There’s a reason we have taste buds devoted to detecting salt: we need salt in the diet to survive. But in recent decades, experts have warned that we’re all eating too much salt. Excess salt could have dire consequences for our health, we’ve been told. Too much salt raises blood pressure, for instance. And high blood pressure puts you at risk for deadly heart disease. Americans typically consume up to three or more grams of salt daily (3,400 milligrams; which is more than a teaspoon), thanks to loads of salt added by manufacturers to most processed foods.

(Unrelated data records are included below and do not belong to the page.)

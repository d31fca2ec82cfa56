//! Unified application error types for SecureLink.
//!
//! All crates map their internal errors into [`AppError`] for consistent
//! propagation through the ? operator.

use std::fmt;
use thiserror::Error;

/// Top-level error kind categorization used across the entire application.
#[derive(Debug, Clone, Copy, PartialEq, Eq, Hash, serde::Serialize, serde::Deserialize)]
pub enum ErrorKind {
    /// Input validation failed.
    Validation,
    /// Authentication failed (missing or invalid bearer token).
    Unauthorized,
    /// The caller does not own the resource they tried to mutate.
    Forbidden,
    /// The requested resource was not found.
    NotFound,
    /// A conflict occurred (duplicate entry, exhausted token retries).
    Conflict,
    /// A database error occurred.
    Database,
    /// A configuration error occurred.
    Configuration,
    /// An internal server error occurred.
    Internal,
    /// The service is temporarily unavailable.
    ServiceUnavailable,
}

impl fmt::Display for ErrorKind {
    fn fmt(&self, f: &mut fmt::Formatter<'_>) -> fmt::Result {
        match self {
            Self::Validation => write!(f, "VALIDATION"),
            Self::Unauthorized => write!(f, "UNAUTHORIZED"),
            Self::Forbidden => write!(f, "FORBIDDEN"),
            Self::NotFound => write!(f, "NOT_FOUND"),
            Self::Conflict => write!(f, "CONFLICT"),
            Self::Database => write!(f, "DATABASE"),
            Self::Configuration => write!(f, "CONFIGURATION"),
            Self::Internal => write!(f, "INTERNAL"),
            Self::ServiceUnavailable => write!(f, "SERVICE_UNAVAILABLE"),
        }
    }
}

/// The unified application error used throughout SecureLink.
///
/// All crate-specific errors are mapped into `AppError` using `From` impls
/// or explicit `.map_err()` calls. This provides a single error type for
/// the entire application boundary.
#[derive(Debug, Error)]
#[error("{kind}: {message}")]
pub struct AppError {
    /// The category of error.
    pub kind: ErrorKind,
    /// A human-readable error message.
    pub message: String,
    /// Optional underlying cause.
    #[source]
    pub source: Option<Box<dyn std::error::Error + Send + Sync>>,
}

impl AppError {
    /// Create a new application error.
    pub fn new(kind: ErrorKind, message: impl Into<String>) -> Self {
        Self {
            kind,
            message: message.into(),
            source: None,
        }
    }

    /// Create a new application error with an underlying cause.
    pub fn with_source(
        kind: ErrorKind,
        message: impl Into<String>,
        source: impl std::error::Error + Send + Sync + 'static,
    ) -> Self {
        Self {
            kind,
            message: message.into(),
            source: Some(Box::new(source)),
        }
    }

    /// Create a validation error.
    pub fn validation(message: impl Into<String>) -> Self {
        Self::new(ErrorKind::Validation, message)
    }

    /// Create an unauthorized error.
    pub fn unauthorized(message: impl Into<String>) -> Self {
        Self::new(ErrorKind::Unauthorized, message)
    }

    /// Create a forbidden error.
    pub fn forbidden(message: impl Into<String>) -> Self {
        Self::new(ErrorKind::Forbidden, message)
    }

    /// Create a not-found error.
    pub fn not_found(message: impl Into<String>) -> Self {
        Self::new(ErrorKind::NotFound, message)
    }

    /// Create a conflict error.
    pub fn conflict(message: impl Into<String>) -> Self {
        Self::new(ErrorKind::Conflict, message)
    }

    /// Create a database error.
    pub fn database(message: impl Into<String>) -> Self {
        Self::new(ErrorKind::Database, message)
    }

    /// Create a configuration error.
    pub fn configuration(message: impl Into<String>) -> Self {
        Self::new(ErrorKind::Configuration, message)
    }

    /// Create an internal error.
    pub fn internal(message: impl Into<String>) -> Self {
        Self::new(ErrorKind::Internal, message)
    }

    /// Create a service-unavailable error.
    pub fn service_unavailable(message: impl Into<String>) -> Self {
        Self::new(ErrorKind::ServiceUnavailable, message)
    }
}

impl Clone for AppError {
    fn clone(&self) -> Self {
        Self {
            kind: self.kind,
            message: self.message.clone(),
            source: None,
        }
    }
}

impl From<serde_json::Error> for AppError {
    fn from(err: serde_json::Error) -> Self {
        Self::with_source(
            ErrorKind::Internal,
            format!("JSON serialization error: {err}"),
            err,
        )
    }
}

impl From<std::io::Error> for AppError {
    fn from(err: std::io::Error) -> Self {
        Self::with_source(ErrorKind::Internal, format!("I/O error: {err}"), err)
    }
}

impl From<config::ConfigError> for AppError {
    fn from(err: config::ConfigError) -> Self {
        Self::with_source(
            ErrorKind::Configuration,
            format!("Configuration error: {err}"),
            err,
        )
    }
}

#[cfg(test)]
mod tests {
    use super::*;

    #[test]
    fn test_display_includes_kind_and_message() {
        let err = AppError::forbidden("you do not own this link");
        assert_eq!(err.to_string(), "FORBIDDEN: you do not own this link");
    }

    #[test]
    fn test_clone_drops_source() {
        let io = std::io::Error::new(std::io::ErrorKind::Other, "boom");
        let err = AppError::with_source(ErrorKind::Database, "query failed", io);
        let cloned = err.clone();
        assert_eq!(cloned.kind, ErrorKind::Database);
        assert!(cloned.source.is_none());
    }
}
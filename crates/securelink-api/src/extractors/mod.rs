//! Custom Axum extractors.

pub mod auth;
pub mod pagination;

pub use auth::AuthOwner;
pub use pagination::PaginationParams;
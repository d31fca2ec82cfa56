//! Owner-facing link management handlers.

use axum::Json;
use axum::extract::{Path, Query, State};
use axum::http::StatusCode;
use serde_json::json;
use uuid::Uuid;

use securelink_service::link::service as link_service;

use crate::dto::request::{CreateLinkRequest, UpdateLinkRequest};
use crate::error::ApiError;
use crate::extractors::{AuthOwner, PaginationParams};
use crate::state::AppState;

/// POST /api/links
pub async fn create_link(
    State(state): State<AppState>,
    owner: AuthOwner,
    Json(payload): Json<CreateLinkRequest>,
) -> Result<(StatusCode, Json<serde_json::Value>), ApiError> {
    let req = link_service::CreateLinkRequest {
        name: payload.name,
        destination_url: payload.destination_url,
        thumbnail_url: payload.thumbnail_url,
        secret: payload.secret,
    };

    let link = state.link_service.create_link(owner.context(), req).await?;

    Ok((
        StatusCode::CREATED,
        Json(json!({
            "success": true,
            "data": link,
        })),
    ))
}

/// GET /api/links
pub async fn list_links(
    State(state): State<AppState>,
    owner: AuthOwner,
    Query(params): Query<PaginationParams>,
) -> Result<Json<serde_json::Value>, ApiError> {
    let page = state
        .link_service
        .list_links(owner.context(), params.into_page_request())
        .await?;

    Ok(Json(json!({
        "success": true,
        "data": page,
    })))
}

/// PUT /api/links/{id}
pub async fn update_link(
    State(state): State<AppState>,
    owner: AuthOwner,
    Path(id): Path<Uuid>,
    Json(payload): Json<UpdateLinkRequest>,
) -> Result<Json<serde_json::Value>, ApiError> {
    let req = link_service::UpdateLinkRequest {
        name: payload.name,
        destination_url: payload.destination_url,
        thumbnail_url: payload.thumbnail_url,
        secret: payload.secret,
    };

    let link = state
        .link_service
        .update_link(owner.context(), id, req)
        .await?;

    Ok(Json(json!({
        "success": true,
        "data": link,
    })))
}

/// DELETE /api/links/{id}
pub async fn delete_link(
    State(state): State<AppState>,
    owner: AuthOwner,
    Path(id): Path<Uuid>,
) -> Result<Json<serde_json::Value>, ApiError> {
    state.link_service.delete_link(owner.context(), id).await?;

    Ok(Json(json!({
        "success": true,
        "data": { "id": id },
    })))
}
//! Application configuration schemas.
//!
//! All configuration structs are deserialized from TOML files via the
//! `config` crate. Each sub-module represents a logical configuration
//! section.

pub mod app;
pub mod auth;
pub mod logging;

use serde::{Deserialize, Serialize};

use self::app::ServerConfig;
use self::auth::AuthConfig;
use self::logging::LoggingConfig;

use crate::error::AppError;

/// Root application configuration.
///
/// This struct is the top-level deserialization target for the merged
/// TOML configuration files (default.toml + environment overlay).
#[derive(Debug, Clone, Serialize, Deserialize)]
pub struct AppConfig {
    /// HTTP server settings.
    #[serde(default)]
    pub server: ServerConfig,
    /// Database connection settings.
    pub database: DatabaseConfig,
    /// Identity provider (JWT) settings.
    pub auth: AuthConfig,
    /// Logging settings.
    #[serde(default)]
    pub logging: LoggingConfig,
}

/// Database connection pool configuration.
#[derive(Debug, Clone, Serialize, Deserialize)]
pub struct DatabaseConfig {
    /// PostgreSQL connection URL.
    pub url: String,
    /// Maximum number of connections in the pool.
    #[serde(default = "default_max_connections")]
    pub max_connections: u32,
    /// Minimum number of connections in the pool.
    #[serde(default = "default_min_connections")]
    pub min_connections: u32,
    /// Connection timeout in seconds.
    #[serde(default = "default_connect_timeout")]
    pub connect_timeout_seconds: u64,
    /// Idle connection timeout in seconds.
    #[serde(default = "default_idle_timeout")]
    pub idle_timeout_seconds: u64,
}

impl AppConfig {
    /// Load configuration from TOML files.
    ///
    /// Merges the default configuration with an environment-specific overlay
    /// and environment variables prefixed with `SECURELINK_`.
    pub fn load(env: &str) -> Result<Self, AppError> {
        let config = config::Config::builder()
            .add_source(config::File::with_name("config/default").required(false))
            .add_source(config::File::with_name(&format!("config/{env}")).required(false))
            .add_source(
                config::Environment::with_prefix("SECURELINK")
                    .separator("__")
                    .try_parsing(true),
            )
            .build()
            .map_err(|e| AppError::configuration(format!("Failed to build config: {e}")))?;

        config
            .try_deserialize()
            .map_err(|e| AppError::configuration(format!("Failed to deserialize config: {e}")))
    }
}

impl Default for DatabaseConfig {
    fn default() -> Self {
        Self {
            url: String::new(),
            max_connections: default_max_connections(),
            min_connections: default_min_connections(),
            connect_timeout_seconds: default_connect_timeout(),
            idle_timeout_seconds: default_idle_timeout(),
        }
    }
}

impl Default for AppConfig {
    fn default() -> Self {
        Self {
            server: ServerConfig::default(),
            database: DatabaseConfig::default(),
            auth: AuthConfig::default(),
            logging: LoggingConfig::default(),
        }
    }
}

fn default_max_connections() -> u32 {
    20
}

fn default_min_connections() -> u32 {
    5
}

fn default_connect_timeout() -> u64 {
    10
}

fn default_idle_timeout() -> u64 {
    300
}
//! Convenience result type alias for SecureLink.

use crate::error::AppError;

/// A specialized `Result` type for SecureLink operations.
pub type AppResult<T> = Result<T, AppError>;
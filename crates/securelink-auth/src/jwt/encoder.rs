//! JWT token creation with configurable signing and TTL.

use chrono::{DateTime, Utc};
use jsonwebtoken::{EncodingKey, Header, encode};
use uuid::Uuid;

use securelink_core::config::auth::AuthConfig;
use securelink_core::error::AppError;

use super::claims::Claims;

/// Creates signed JWT access tokens for owners.
#[derive(Clone)]
pub struct JwtEncoder {
    /// HMAC secret key for signing.
    encoding_key: EncodingKey,
    /// Access token TTL in minutes.
    access_ttl_minutes: i64,
}

impl std::fmt::Debug for JwtEncoder {
    fn fmt(&self, f: &mut std::fmt::Formatter<'_>) -> std::fmt::Result {
        f.debug_struct("JwtEncoder")
            .field("access_ttl_minutes", &self.access_ttl_minutes)
            .finish_non_exhaustive()
    }
}

impl JwtEncoder {
    /// Creates a new encoder from auth configuration.
    pub fn new(config: &AuthConfig) -> Self {
        Self {
            encoding_key: EncodingKey::from_secret(config.jwt_secret.as_bytes()),
            access_ttl_minutes: config.jwt_access_ttl_minutes as i64,
        }
    }

    /// Generates a signed access token for the given owner.
    pub fn generate_access_token(
        &self,
        owner_id: Uuid,
    ) -> Result<(String, DateTime<Utc>), AppError> {
        let now = Utc::now();
        let exp = now + chrono::Duration::minutes(self.access_ttl_minutes);

        let claims = Claims {
            sub: owner_id,
            iat: now.timestamp(),
            exp: exp.timestamp(),
        };

        let token = encode(&Header::default(), &claims, &self.encoding_key)
            .map_err(|e| AppError::internal(format!("Failed to encode access token: {e}")))?;

        Ok((token, exp))
    }
}
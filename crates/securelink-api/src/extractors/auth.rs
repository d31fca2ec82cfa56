//! `AuthOwner` extractor: pulls the JWT from the Authorization header,
//! validates it, and injects the request context.

use axum::extract::FromRequestParts;
use axum::http::request::Parts;

use securelink_core::error::AppError;
use securelink_service::context::RequestContext;

use crate::error::ApiError;
use crate::state::AppState;

/// Extracted authenticated owner context available in handlers.
#[derive(Debug, Clone)]
pub struct AuthOwner(pub RequestContext);

impl AuthOwner {
    /// Returns the inner `RequestContext`.
    pub fn context(&self) -> &RequestContext {
        &self.0
    }
}

impl std::ops::Deref for AuthOwner {
    type Target = RequestContext;
    fn deref(&self) -> &Self::Target {
        &self.0
    }
}

impl FromRequestParts<AppState> for AuthOwner {
    type Rejection = ApiError;

    async fn from_request_parts(
        parts: &mut Parts,
        state: &AppState,
    ) -> Result<Self, Self::Rejection> {
        let auth_header = parts
            .headers
            .get("authorization")
            .and_then(|v| v.to_str().ok())
            .ok_or_else(|| ApiError(AppError::unauthorized("Missing Authorization header")))?;

        let token = auth_header.strip_prefix("Bearer ").ok_or_else(|| {
            ApiError(AppError::unauthorized("Invalid Authorization header format"))
        })?;

        let claims = state.jwt_decoder.decode_access_token(token)?;

        Ok(AuthOwner(RequestContext::new(claims.owner_id())))
    }
}
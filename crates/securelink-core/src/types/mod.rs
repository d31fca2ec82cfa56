//! Shared types used across SecureLink crates.

pub mod pagination;
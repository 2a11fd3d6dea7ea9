// src/config/loader.rs

use std::fs;
use std::path::{Path, PathBuf};

use crate::config::model::{ExecutorConfig, RawConfigFile};
use crate::errors::Result;

/// Load a configuration file and return the raw [`RawConfigFile`].
///
/// This only performs TOML deserialization; use [`load_and_validate`] for
/// semantic checks.
pub fn load_from_path(path: impl AsRef<Path>) -> Result<RawConfigFile> {
    let contents = fs::read_to_string(path.as_ref())?;
    let raw: RawConfigFile = toml::from_str(&contents)?;
    Ok(raw)
}

/// Load a configuration file and validate it.
pub fn load_and_validate(path: impl AsRef<Path>) -> Result<ExecutorConfig> {
    let raw = load_from_path(path)?;
    ExecutorConfig::try_from(raw)
}

/// Parse and validate configuration held in memory.
pub fn parse_str(contents: &str) -> Result<ExecutorConfig> {
    let raw: RawConfigFile = toml::from_str(contents)?;
    ExecutorConfig::try_from(raw)
}

/// Conventional config file name in the current working directory.
pub fn default_config_path() -> PathBuf {
    PathBuf::from("Buildgraph.toml")
}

But a new study commissioned by the Centers for Disease Control, and conducted by the highly respected Institute of Medicine (IOM), suggests that high salt intake isn’t as bad as we’ve been led to believe. Nor is a low-salt diet necessarily healthier. On the contrary, getting too little salt in the diet may be worse than getting too much in some instances, according to the IOM study.
Thought leaders like the American Heart Association continue to advocate for no more than 1,500 milligrams of salt (about one-half teaspoon) per day, but the new IOM report contradicts that advice. Below 2,300 milligrams per day, say investigators, there is simply no evidence that additional health benefits occur. Rather, some people may actually experience harm if their intake of salt falls too low. Harm, in this case, means possibly higher rates of heart attack and death. The Institute did not attempt to suggest an optimal intake of salt, but they noted that old recommendations to cut back drastically were based on inadequate evidence and may simply be wrong.
Brian L. Strom, Ann L. Yaktine, and Maria Oria, Editors; Committee on the Consequences of Sodium Reduction in Populations; Food and Nutrition Board; Board on Population Health and Public Health Practice; Institute of Medicine. IOM (Institute of Medicine). 2013. Sodium intake in populations: Assessment of evidence. Washington, DC: The National Academies Press.